Trying to save the Florida Keys
From ANIMAL PEOPLE, March 1997:
TALLAHASSEE––Florida governor Lawton
Chiles on January 28 approved a plan to restrict fishing and
keep large ships out of the 2,800-square-mile Florida Keys
National Marine Sanctuary, created by Congress in 1990 but
stalled in debate over management plans ever since. The
agreement to ban fishing in 19 specific sensitive areas completed
a pact that also includes restrictions on reckless boating,
protection of the sea grass beds that furnish habitat to
manatees, and the funding of research to find out why coral
around the Keys, forming the only living coral reef in the
Northern Hemisphere, is fast dying off.
White pox, a disease discovered last September by
University of Georgia researcher James Porter, has joined
the more familiar white plague in devastating elkhorn coral
around the Keys. It already afflicts about 25% of the coral
within the vulnerable range, three to 15 feet deep. Like
white plague, white pox attacks during the warm months.
Half of the 33 species of sea slug found in the Keys
are also declining, reports Kerry Clark of the Florida
Institute of Technology. “We know they are important to the
coral reefs,” Clark recently told Miami Herald staff writer
Cyril T. Zaneski. “They produce some of the fine adjustments
that keep the systems well-tuned.”
Sea slugs are declining even faster in the Indian
River Lagoon, far to the north, due to poor water quality,
Clark said: of the estimated 100 sea slug species found there
circa 1980, 80% to 90% are now scarce, and one, a type of
sea hare, is apparently extinct.
Deteriorating water quality could also be the problem
in the Keys, according to Clark, but whereas the Indian
River Lagoon is a heavily polluted estuary, the Keys are
washed by ocean currents and have no nearby heavy industry.

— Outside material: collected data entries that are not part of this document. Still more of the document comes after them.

//! Configuration.
//!
//! This module contains:
//! - `ConfigSource` - what the core reads from configuration
//! - `Config` - the TOML config file
//! - `HelpTopic` - help message lookup for the command layer
//! - Cache and namespace constants

mod file;
mod help;

pub use file::*;
pub use help::*;

use crate::category::Category;

/// Category membership cache configuration.
pub mod cache {
    /// Default time-to-live of cached category membership (8 hours).
    pub const DEFAULT_TTL_MS: u64 = 28_800_000;
}

/// Default namespace for data container keys.
pub const DEFAULT_NAMESPACE: &str = "toolstats";

/// Read access to per-category configuration.
///
/// Returning `None` means the category has no configuration entry.
pub trait ConfigSource: Send + Sync {
    /// Lore line template with a single `%d` placeholder.
    fn message_template(&self, category: Category) -> Option<String>;

    /// Raw material names as written in configuration. Entries are parsed
    /// (and possibly rejected) by the caller.
    fn material_names(&self, category: Category) -> Option<Vec<String>>;
}
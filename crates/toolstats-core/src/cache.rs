//! Time-bounded cache of category membership.
//!
//! Membership lists come from configuration as strings and are parsed into
//! `Material`s on reload. A category is reloaded on first use, when its entry
//! is older than the TTL, or on explicit request. The cache lives for the
//! process only; `invalidate_all` forces every category cold again.

use std::collections::{HashMap, HashSet};
use std::sync::Arc;
use std::time::Duration;

use serde::Serialize;
use tracing::{info, warn};

use crate::category::Category;
use crate::clock::Clock;
use crate::config::ConfigSource;
use crate::error::{Error, Result};
use crate::item::Material;

/// Result of a single category reload
#[derive(Debug, Clone, Copy, PartialEq, Eq, Serialize)]
pub struct ReloadOutcome {
    pub category: Category,
    /// Distinct materials now in the category
    pub loaded: usize,
    /// Config entries that did not name a known material
    pub skipped: usize,
}

#[derive(Debug, Default)]
struct CacheEntry {
    members: HashSet<Material>,
    /// `None` until the first successful reload
    last_refreshed_at: Option<i64>,
}

pub struct CategoryCache {
    source: Arc<dyn ConfigSource>,
    clock: Arc<dyn Clock>,
    ttl_ms: i64,
    entries: HashMap<Category, CacheEntry>,
}

impl CategoryCache {
    pub fn new(source: Arc<dyn ConfigSource>, clock: Arc<dyn Clock>, ttl: Duration) -> Self {
        Self {
            source,
            clock,
            ttl_ms: i64::try_from(ttl.as_millis()).unwrap_or(i64::MAX),
            entries: HashMap::new(),
        }
    }

    /// Whether `material` belongs to `category`, reloading first if the
    /// entry was never populated or has outlived the TTL.
    ///
    /// Never fails. If the reload fails, the previously cached membership
    /// answers (empty if there is none) and the failure is stamped like a
    /// reload, so the next attempt waits out the TTL.
    pub fn is_member(&mut self, category: Category, material: Material) -> bool {
        if self.is_stale(category)
            && let Err(e) = self.reload(category).map(|_| ())
        {
            warn!("Failed to reload materials for {}: {}", category, e);
            let now = self.clock.now_millis();
            self.entries.entry(category).or_default().last_refreshed_at = Some(now);
        }

        self.entries
            .get(&category)
            .is_some_and(|entry| entry.members.contains(&material))
    }

    pub fn is_stale(&self, category: Category) -> bool {
        match self.last_refreshed_at(category) {
            None => true,
            Some(at) => self.clock.now_millis().saturating_sub(at) > self.ttl_ms,
        }
    }

    /// Re-read the category's materials from configuration and return them.
    pub fn reload(&mut self, category: Category) -> Result<&HashSet<Material>> {
        let (members, _) = self.load_entry(category)?;
        Ok(members)
    }

    /// Same as `reload`, reporting how many entries were loaded and skipped.
    pub fn reload_with_report(&mut self, category: Category) -> Result<ReloadOutcome> {
        let (members, skipped) = self.load_entry(category)?;
        Ok(ReloadOutcome {
            category,
            loaded: members.len(),
            skipped,
        })
    }

    fn load_entry(&mut self, category: Category) -> Result<(&HashSet<Material>, usize)> {
        let names = self
            .source
            .material_names(category)
            .ok_or(Error::MissingCategory(category))?;

        let mut members = HashSet::with_capacity(names.len());
        let mut skipped = 0;
        for name in &names {
            match Material::parse(name) {
                Some(material) => {
                    members.insert(material);
                }
                None => {
                    warn!("Skipping unknown material '{}' in {}", name, category);
                    skipped += 1;
                }
            }
        }

        info!(
            "Reloaded {} materials for {} ({} skipped)",
            members.len(),
            category,
            skipped
        );

        let now = self.clock.now_millis();
        let entry = self.entries.entry(category).or_default();
        entry.members = members;
        entry.last_refreshed_at = Some(now);

        Ok((&entry.members, skipped))
    }

    /// Cached members without triggering a reload
    pub fn members(&self, category: Category) -> Option<&HashSet<Material>> {
        self.entries
            .get(&category)
            .filter(|entry| entry.last_refreshed_at.is_some())
            .map(|entry| &entry.members)
    }

    pub fn last_refreshed_at(&self, category: Category) -> Option<i64> {
        self.entries
            .get(&category)
            .and_then(|entry| entry.last_refreshed_at)
    }

    /// Mark every category as never populated
    pub fn invalidate_all(&mut self) {
        for entry in self.entries.values_mut() {
            entry.last_refreshed_at = None;
        }
    }
}
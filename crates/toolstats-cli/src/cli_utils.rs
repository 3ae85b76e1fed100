//! Common CLI utility functions shared across commands.

use std::path::Path;

use anyhow::{Context, Result};
use owo_colors::OwoColorize;
use toolstats_core::{Config, Item, ToolStats};
use tracing::info;

/// Load the config, writing the default one first if the file is missing.
pub fn load_config(path: &Path) -> Result<Config> {
    if Config::write_default(path)
        .with_context(|| format!("Failed to write default config to {}", path.display()))?
    {
        info!("Created {}", path.display());
    }
    Config::load(path).with_context(|| format!("Failed to load config from {}", path.display()))
}

pub fn load_item(path: &Path) -> Result<Item> {
    toolstats_core::load_item(path)
        .with_context(|| format!("Failed to load item from {}", path.display()))
}

pub fn save_item(path: &Path, item: &Item) -> Result<()> {
    toolstats_core::save_item(path, item)
        .with_context(|| format!("Failed to save item to {}", path.display()))
}

/// Load the item, apply `f`, and save it back.
pub fn with_item<T>(
    config: &Path,
    item_path: &Path,
    f: impl FnOnce(&mut ToolStats, &mut Item) -> T,
) -> Result<T> {
    let mut stats = ToolStats::new(load_config(config)?);
    let mut item = load_item(item_path)?;

    let result = f(&mut stats, &mut item);

    save_item(item_path, &item)?;
    stats.shutdown();
    Ok(result)
}

pub fn success(message: &str) {
    println!("{}", message.green());
}

pub fn failure(message: &str) {
    println!("{}", message.red());
}
//! Lore update and removal commands.

use std::path::Path;

use anyhow::Result;
use toolstats_core::SyncOutcome;

use crate::cli_utils::{failure, success, with_item};

pub fn update(config: &Path, item: &Path) -> Result<()> {
    let outcomes = with_item(config, item, |stats, item| stats.update_lore(item))?;

    if outcomes
        .iter()
        .all(|(_, outcome)| *outcome == SyncOutcome::NoMeta)
    {
        failure("Item does not have item meta.");
    } else {
        success("Successfully updated lore.");
    }
    Ok(())
}

pub fn remove(config: &Path, item: &Path) -> Result<()> {
    if with_item(config, item, |stats, item| stats.remove_lore(item))? {
        success("Successfully removed lore.");
    } else {
        failure("Item does not have item meta.");
    }
    Ok(())
}
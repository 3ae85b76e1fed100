use std::str::FromStr;

use serde::{Deserialize, Serialize};
use strum::{Display, EnumIter, EnumString, IntoStaticStr};

use crate::error::{Error, Result};

/// Item type identifier.
///
/// Names follow the game's `SCREAMING_SNAKE_CASE` registry names
/// (e.g. `DIAMOND_PICKAXE`). Parsing is case-insensitive and accepts an
/// optional `minecraft:` namespace prefix.
#[derive(
    Debug,
    Clone,
    Copy,
    PartialEq,
    Eq,
    Hash,
    PartialOrd,
    Ord,
    Serialize,
    Deserialize,
    Display,
    EnumIter,
    EnumString,
    IntoStaticStr,
)]
#[serde(rename_all = "SCREAMING_SNAKE_CASE")]
#[strum(serialize_all = "SCREAMING_SNAKE_CASE", ascii_case_insensitive)]
pub enum Material {
    Air,
    Stick,
    Dirt,
    Stone,

    WoodenShovel,
    WoodenPickaxe,
    WoodenAxe,
    WoodenHoe,
    WoodenSword,

    StoneShovel,
    StonePickaxe,
    StoneAxe,
    StoneHoe,
    StoneSword,

    IronShovel,
    IronPickaxe,
    IronAxe,
    IronHoe,
    IronSword,

    GoldenShovel,
    GoldenPickaxe,
    GoldenAxe,
    GoldenHoe,
    GoldenSword,

    DiamondShovel,
    DiamondPickaxe,
    DiamondAxe,
    DiamondHoe,
    DiamondSword,

    NetheriteShovel,
    NetheritePickaxe,
    NetheriteAxe,
    NetheriteHoe,
    NetheriteSword,

    Bow,
    Crossbow,
    Trident,
    Shears,
    FishingRod,
}

impl Material {
    /// Lenient lookup used for config entries. Returns `None` for unknown names.
    pub fn parse(name: &str) -> Option<Self> {
        let name = name.trim();
        let name = name
            .strip_prefix("minecraft:")
            .or_else(|| name.strip_prefix("MINECRAFT:"))
            .unwrap_or(name);

        if name.is_empty() {
            return None;
        }

        Self::from_str(name).ok()
    }

    pub fn parse_strict(name: &str) -> Result<Self> {
        Self::parse(name).ok_or_else(|| Error::InvalidMaterial(name.to_string()))
    }

    pub fn name(&self) -> &'static str {
        self.into()
    }
}
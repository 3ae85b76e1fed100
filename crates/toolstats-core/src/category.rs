use serde::{Deserialize, Serialize};
use strum::{Display, EnumIter};

use crate::item::Material;

/// Trackable item category.
///
/// Each variant owns one counter and one lore line on an item. Iteration
/// order (`Category::iter()`) is declaration order and is the order in which
/// categories are matched against an item's material.
#[derive(
    Debug,
    Clone,
    Copy,
    PartialEq,
    Eq,
    Hash,
    PartialOrd,
    Ord,
    Serialize,
    Deserialize,
    Display,
    EnumIter,
)]
#[serde(rename_all = "SCREAMING_SNAKE_CASE")]
#[strum(serialize_all = "SCREAMING_SNAKE_CASE")]
pub enum Category {
    Tool,
    Weapon,
}

impl Category {
    /// Key of the integer counter in an item's data container
    pub fn counter_key(&self) -> &'static str {
        match self {
            Self::Tool => "toolStats",
            Self::Weapon => "weaponStats",
        }
    }

    /// Key of the lore line position marker
    pub fn position_key(&self) -> &'static str {
        match self {
            Self::Tool => "toolStatsDisplay",
            Self::Weapon => "weaponStatsDisplay",
        }
    }

    /// Table name under `[categories]` in the config file
    pub fn config_name(&self) -> &'static str {
        match self {
            Self::Tool => "tool",
            Self::Weapon => "weapon",
        }
    }

    pub fn default_message(&self) -> &'static str {
        match self {
            Self::Tool => "Blocks mined: %d",
            Self::Weapon => "Kills: %d",
        }
    }

    pub fn default_materials(&self) -> &'static [Material] {
        match self {
            Self::Tool => &[
                Material::WoodenShovel,
                Material::WoodenPickaxe,
                Material::WoodenAxe,
                Material::WoodenHoe,
                Material::StoneShovel,
                Material::StonePickaxe,
                Material::StoneAxe,
                Material::StoneHoe,
                Material::IronShovel,
                Material::IronPickaxe,
                Material::IronAxe,
                Material::IronHoe,
                Material::GoldenShovel,
                Material::GoldenPickaxe,
                Material::GoldenAxe,
                Material::GoldenHoe,
                Material::DiamondShovel,
                Material::DiamondPickaxe,
                Material::DiamondAxe,
                Material::DiamondHoe,
            ],
            Self::Weapon => &[
                Material::WoodenSword,
                Material::StoneSword,
                Material::IronSword,
                Material::GoldenSword,
                Material::DiamondSword,
            ],
        }
    }
}
//! Shared, process-wide OAuth state — the singleton stores spec.md §9 calls
//! out as module-level in the source, gathered here into one struct so the
//! CLI can construct it explicitly and hand it to the router (spec.md §9:
//! "prefer explicit construction and injection").

use std::time::Duration;

use crate::client::ClientRegistry;
use crate::federated_idp::FederatedIdpClient;
use crate::federation::FederationSessionBridge;
use crate::grants::AuthorizationGrantStore;
use crate::token::AccessTokenIssuer;

pub struct OAuthState {
    pub clients: ClientRegistry,
    pub grants: AuthorizationGrantStore,
    pub federation: FederationSessionBridge,
    pub tokens: AccessTokenIssuer,
    pub idp: FederatedIdpClient,
    pub server_url: String,
    /// Lowercased at config load time; compared case-insensitively.
    pub allowed_users: Vec<String>,
    pub access_token_ttl: Duration,
    pub refresh_token_ttl: Duration,
}

impl OAuthState {
    pub fn discovery_path() -> &'static str {
        "/.well-known/oauth-protected-resource"
    }

    /// Periodic housekeeping — called every minute by C9's sweeper.
    pub fn cleanup(&self) {
        self.clients.cleanup();
        self.grants.cleanup();
        self.federation.cleanup();
    }
}
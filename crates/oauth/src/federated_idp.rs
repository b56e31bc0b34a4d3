//! Federated identity provider bridge — the client side of the round-trip to
//! the external identity provider (spec.md calls it "an external identity
//! provider" generically; this gateway concretizes it as GitHub OAuth, the
//! natural fit for a git-backed vault's user allowlist). Exchanges the
//! provider's authorization code for its access token, then fetches the
//! authenticated user's login.
//!
//! Grounded in `turbomcp-auth`'s `OAuth2Client` (the `oauth2` crate's
//! typestate `BasicClient`, paired with a `reqwest::Client` configured with
//! `redirect::Policy::none()` to avoid SSRF via a malicious redirect chain).

use std::time::Duration;

use oauth2::basic::BasicClient;
use oauth2::{AuthUrl, AuthorizationCode, ClientId, ClientSecret, TokenResponse, TokenUrl};
use serde::Deserialize;

const GITHUB_AUTH_URL: &str = "https://github.com/login/oauth/authorize";
const GITHUB_TOKEN_URL: &str = "https://github.com/login/oauth/access_token";
const GITHUB_USER_API: &str = "https://api.github.com/user";

/// spec.md §5: "Outbound identity-provider calls have a 10-second deadline."
const IDP_CALL_TIMEOUT: Duration = Duration::from_secs(10);

/// Scope requested when redirecting to the provider (spec.md §4.7: "a fixed
/// scope").
pub const FEDERATED_SCOPE: &str = "read:user";

#[derive(Debug, thiserror::Error)]
pub enum FederatedIdpError {
    #[error("provider returned an error: {0}")]
    ProviderDenied(String),
    #[error("token exchange with provider failed: {0}")]
    TokenExchangeFailed(String),
    #[error("userinfo fetch failed: {0}")]
    UserinfoFailed(String),
}

#[derive(Deserialize)]
struct GitHubUser {
    login: String,
}

/// The client-id/secret pair and HTTP plumbing needed to talk to the
/// federated identity provider. Constructed once at startup from
/// `FEDERATED_CLIENT_ID` / `FEDERATED_CLIENT_SECRET`.
pub struct FederatedIdpClient {
    client_id: String,
    oauth_client:
        BasicClient<oauth2::EndpointSet, oauth2::EndpointNotSet, oauth2::EndpointNotSet, oauth2::EndpointNotSet, oauth2::EndpointSet>,
    http: reqwest::Client,
}

impl FederatedIdpClient {
    pub fn new(client_id: &str, client_secret: &str) -> Self {
        let oauth_client = BasicClient::new(ClientId::new(client_id.to_string()))
            .set_client_secret(ClientSecret::new(client_secret.to_string()))
            .set_auth_uri(AuthUrl::new(GITHUB_AUTH_URL.to_string()).expect("static URL"))
            .set_token_uri(TokenUrl::new(GITHUB_TOKEN_URL.to_string()).expect("static URL"));

        let http = reqwest::Client::builder()
            .redirect(reqwest::redirect::Policy::none())
            .user_agent("vaultgate")
            .build()
            .expect("reqwest client construction cannot fail with this configuration");

        Self {
            client_id: client_id.to_string(),
            oauth_client,
            http,
        }
    }

    pub fn authorize_url(&self) -> &str {
        GITHUB_AUTH_URL
    }

    pub fn client_id(&self) -> &str {
        &self.client_id
    }

    /// Exchange the provider's authorization `code` for its access token,
    /// then fetch and return the authenticated user's login (lowercased —
    /// the allowlist comparison in C7 is case-insensitive). Each outbound
    /// call is bounded by a 10-second deadline (spec.md §5).
    pub async fn exchange_and_fetch_user(&self, code: &str) -> Result<String, FederatedIdpError> {
        let token_response = tokio::time::timeout(
            IDP_CALL_TIMEOUT,
            self.oauth_client
                .exchange_code(AuthorizationCode::new(code.to_string()))
                .request_async(&self.http),
        )
        .await
        .map_err(|_| FederatedIdpError::TokenExchangeFailed("timed out".into()))?
        .map_err(|e| FederatedIdpError::TokenExchangeFailed(e.to_string()))?;

        let access_token = token_response.access_token().secret();

        let user: GitHubUser = tokio::time::timeout(IDP_CALL_TIMEOUT, async {
            self.http
                .get(GITHUB_USER_API)
                .bearer_auth(access_token)
                .send()
                .await
                .map_err(|e| FederatedIdpError::UserinfoFailed(e.to_string()))?
                .error_for_status()
                .map_err(|e| FederatedIdpError::UserinfoFailed(e.to_string()))?
                .json()
                .await
                .map_err(|e| FederatedIdpError::UserinfoFailed(e.to_string()))
        })
        .await
        .map_err(|_| FederatedIdpError::UserinfoFailed("timed out".into()))??;

        Ok(user.login.to_lowercase())
    }
}

#[cfg(test)]
mod tests {
    use super::*;

    #[test]
    fn constructs_without_network_access() {
        let client = FederatedIdpClient::new("id", "secret");
        assert_eq!(client.authorize_url(), GITHUB_AUTH_URL);
    }
}
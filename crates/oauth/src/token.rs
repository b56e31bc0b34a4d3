//! Access-Token Issuer/Verifier — C6. Signed bearer tokens with bounded
//! lifetime and issuer/audience binding, via `jsonwebtoken` (HS256) rather
//! than hand-rolled HMAC — SPEC_FULL.md component notes ground this in
//! `turbomcp-auth`'s `jsonwebtoken` usage.

use std::time::Duration;

use jsonwebtoken::{decode, encode, Algorithm, DecodingKey, EncodingKey, Header, Validation};
use serde::{Deserialize, Serialize};

pub const ISSUER: &str = "vaultgate";
pub const AUDIENCE: &str = "vaultgate-vault";
const SUBJECT: &str = "vault-principal";

#[derive(Debug, Clone, Serialize, Deserialize)]
pub struct AccessTokenClaims {
    pub sub: String,
    pub client_id: String,
    pub aud: String,
    pub iss: String,
    pub iat: i64,
    pub exp: i64,
}

pub struct AccessTokenIssuer {
    secret: String,
}

impl AccessTokenIssuer {
    /// Panics if `secret` is shorter than 32 bytes — the caller
    /// (`vaultgate-config`) already validates this at startup, so reaching
    /// here with a weak secret is an invariant violation, not a request
    /// error (spec.md §9: "process-level panics only for invariant
    /// violations").
    pub fn new(secret: impl Into<String>) -> Self {
        let secret = secret.into();
        assert!(secret.len() >= 32, "JWT secret must be at least 32 bytes");
        Self { secret }
    }

    pub fn issue(&self, client_id: &str, ttl: Duration) -> Result<String, jsonwebtoken::errors::Error> {
        let now = chrono::Utc::now().timestamp();
        let claims = AccessTokenClaims {
            sub: SUBJECT.to_string(),
            client_id: client_id.to_string(),
            aud: AUDIENCE.to_string(),
            iss: ISSUER.to_string(),
            iat: now,
            exp: now + ttl.as_secs() as i64,
        };
        encode(
            &Header::new(Algorithm::HS256),
            &claims,
            &EncodingKey::from_secret(self.secret.as_bytes()),
        )
    }

    /// Any failure — bad signature, wrong algorithm, issuer/audience
    /// mismatch, expiry — returns `None` without distinguishing the cause.
    pub fn verify(&self, token: &str) -> Option<AccessTokenClaims> {
        let mut validation = Validation::new(Algorithm::HS256);
        validation.set_audience(&[AUDIENCE]);
        validation.set_issuer(&[ISSUER]);
        validation.validate_exp = true;
        decode::<AccessTokenClaims>(
            token,
            &DecodingKey::from_secret(self.secret.as_bytes()),
            &validation,
        )
        .ok()
        .map(|data| data.claims)
    }
}

#[cfg(test)]
mod tests {
    use super::*;

    fn issuer() -> AccessTokenIssuer {
        AccessTokenIssuer::new("a".repeat(32))
    }

    #[test]
    fn issued_token_verifies() {
        let issuer = issuer();
        let token = issuer.issue("client1", Duration::from_secs(3600)).unwrap();
        let claims = issuer.verify(&token).unwrap();
        assert_eq!(claims.client_id, "client1");
        assert_eq!(claims.aud, AUDIENCE);
        assert_eq!(claims.iss, ISSUER);
    }

    #[test]
    fn expired_token_fails_verification() {
        let issuer = issuer();
        let token = issuer.issue("client1", Duration::from_secs(0)).unwrap();
        std::thread::sleep(Duration::from_millis(1100));
        assert!(issuer.verify(&token).is_none());
    }

    #[test]
    fn token_signed_with_different_secret_fails() {
        let issuer_a = AccessTokenIssuer::new("a".repeat(32));
        let issuer_b = AccessTokenIssuer::new("b".repeat(32));
        let token = issuer_a.issue("client1", Duration::from_secs(3600)).unwrap();
        assert!(issuer_b.verify(&token).is_none());
    }

    #[test]
    fn garbage_token_fails_verification() {
        let issuer = issuer();
        assert!(issuer.verify("not-a-jwt").is_none());
    }

    #[test]
    #[should_panic]
    fn short_secret_panics() {
        AccessTokenIssuer::new("short");
    }
}
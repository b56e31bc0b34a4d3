//! HTTP surface for the vault gateway: discovery and OAuth endpoints,
//! the protected streaming routes, `/health`, permissive CORS, and the
//! per-IP rate limits spec.md §4.7 calls out for registration and token
//! exchange.
//!
//! Router-building shape (layered middleware, `TraceLayer`, `/health`
//! exempt from rate limiting) is grounded in `rustedclaw-gateway`'s
//! `build_full_router`/`rate_limit_middleware`.

use std::net::SocketAddr;
use std::sync::Arc;
use std::time::Duration;

use axum::extract::{ConnectInfo, State};
use axum::http::{HeaderMap, Method, StatusCode};
use axum::middleware::{self, Next};
use axum::response::{IntoResponse, Json, Response};
use axum::routing::get;
use axum::Router;
use serde::Serialize;
use tower_http::cors::CorsLayer;
use tower_http::trace::TraceLayer;
use tracing::warn;

use vaultgate_oauth::{oauth_router, require_bearer_token, OAuthState};
use vaultgate_security::RateLimiter;
use vaultgate_session::{session_router, TransportSessionManager};

/// Everything the router needs, constructed once at startup by the CLI and
/// shared behind `Arc`s with the background sweeper. The two per-IP rate
/// limiters are constructed here (not inside [`build_router`]) so the CLI's
/// minute sweeper can call [`GatewayState::cleanup`] on the same instances
/// the router enforces against — spec.md §4.9's "calls `cleanup()` on ...
/// the rate limiters".
pub struct GatewayState {
    pub oauth: Arc<OAuthState>,
    pub sessions: Arc<TransportSessionManager>,
    pub trust_proxy: bool,
    pub register_rate_limiter: Arc<RateLimiter>,
    pub token_rate_limiter: Arc<RateLimiter>,
}

pub const REGISTER_RATE_LIMIT: u32 = 10;
pub const TOKEN_RATE_LIMIT: u32 = 20;
pub const RATE_LIMIT_WINDOW: Duration = Duration::from_secs(60);
pub const RATE_LIMITER_MAX_ENTRIES: usize = 10_000;

impl GatewayState {
    /// Periodic housekeeping invoked by the CLI's minute sweeper, alongside
    /// `oauth.cleanup()` and the session manager's idle sweep.
    pub fn cleanup(&self) {
        self.register_rate_limiter.cleanup();
        self.token_rate_limiter.cleanup();
    }
}

#[derive(Clone)]
struct RateLimitLayerState {
    limiter: Arc<RateLimiter>,
    path: &'static str,
    trust_proxy: bool,
}

/// Builds the full router: public discovery/OAuth routes, the bearer-guarded
/// streaming routes, and `/health`.
pub fn build_router(state: Arc<GatewayState>) -> Router {
    let register_state = RateLimitLayerState {
        limiter: state.register_rate_limiter.clone(),
        path: "/oauth/register",
        trust_proxy: state.trust_proxy,
    };
    let token_state = RateLimitLayerState {
        limiter: state.token_rate_limiter.clone(),
        path: "/oauth/token",
        trust_proxy: state.trust_proxy,
    };

    let oauth = oauth_router(state.oauth.clone())
        .layer(middleware::from_fn_with_state(register_state, rate_limit_single_path))
        .layer(middleware::from_fn_with_state(token_state, rate_limit_single_path));

    let protected = session_router(state.sessions.clone())
        .layer(middleware::from_fn_with_state(state.oauth.clone(), require_bearer_token));

    let cors = CorsLayer::new()
        .allow_origin(tower_http::cors::Any)
        .allow_methods([Method::GET, Method::POST, Method::DELETE])
        .allow_headers(tower_http::cors::Any)
        .expose_headers([vaultgate_session::SESSION_HEADER.parse().unwrap()]);

    Router::new()
        .route("/health", get(health_handler))
        .merge(oauth)
        .nest("/mcp", protected)
        .layer(cors)
        .layer(TraceLayer::new_for_http())
}

#[derive(Serialize)]
struct HealthResponse {
    status: &'static str,
    version: &'static str,
}

async fn health_handler() -> Json<HealthResponse> {
    Json(HealthResponse {
        status: "ok",
        version: env!("CARGO_PKG_VERSION"),
    })
}

/// Rate limits a single path (keyed by client IP), passing every other
/// request through untouched. `/health` is never wrapped by either limiter
/// layer, matching the teacher's exemption of the liveness endpoint.
async fn rate_limit_single_path(
    State(layer_state): State<RateLimitLayerState>,
    req: axum::extract::Request,
    next: Next,
) -> Response {
    if req.uri().path() != layer_state.path {
        return next.run(req).await;
    }
    let key = client_key(
        req.headers(),
        req.extensions().get::<ConnectInfo<SocketAddr>>(),
        layer_state.trust_proxy,
    );
    match layer_state.limiter.check(&key) {
        vaultgate_security::Admission::Admit => next.run(req).await,
        vaultgate_security::Admission::Deny => {
            warn!(client = %key, path = layer_state.path, "rate limit exceeded");
            (
                StatusCode::TOO_MANY_REQUESTS,
                Json(serde_json::json!({
                    "error": "too_many_requests",
                    "error_description": "rate limit exceeded"
                })),
            )
                .into_response()
        }
    }
}

fn client_key(headers: &HeaderMap, connect_info: Option<&ConnectInfo<SocketAddr>>, trust_proxy: bool) -> String {
    if trust_proxy {
        if let Some(forwarded) = headers.get("x-forwarded-for").and_then(|v| v.to_str().ok()) {
            if let Some(first) = forwarded.split(',').next() {
                return first.trim().to_string();
            }
        }
    }
    connect_info
        .map(|ConnectInfo(addr)| addr.ip().to_string())
        .unwrap_or_else(|| "unknown".to_string())
}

Red tides, or concentrations of toxic microorganisms
linked to pollution, killed 151 manatees in southwest
Florida during 1996. The statewide toll of 415 manatees
dead of all causes was the most since annual counts began in
1974. Boats killed 60 manatees, also a new recorded high,
and 204 died of either natural or unknown causes. The first
1997 count of live manatees found 2,229: 900 on the east
coast, 1,329 on the west, down from the record 2,639 total
found in February 1996.
Endangered Key deer were also hit hard last
year––mostly by cars, which killed 67 of the record 104
found dead, nine more than the old high of 94, reached in
1995. Officially, only 250 to 300 of the half-sized whitetailed
deer subspecies survive, but Keys residents unhappy
with low speed limits set to save the deer argue that the
known death toll of 265 over the past three years indicates a
much larger herd. However, a population turnover of close
to 100% over three years would be consistent with average
longevity in other whitetailed deer herds.
The National Key Deer Refuge was created in 1957
to save the unique subspecies, which swims, drinks brine,
and eats mangrove leaves. The estimated 35 Key deer left
then bred up to about 400 circa 1970, but the human population
of Big Pine Key, where most of the herd lives, has risen
from under 1,000 to about 5,000 since then, and development
has both multiplied traffic and cut into the deer’s range.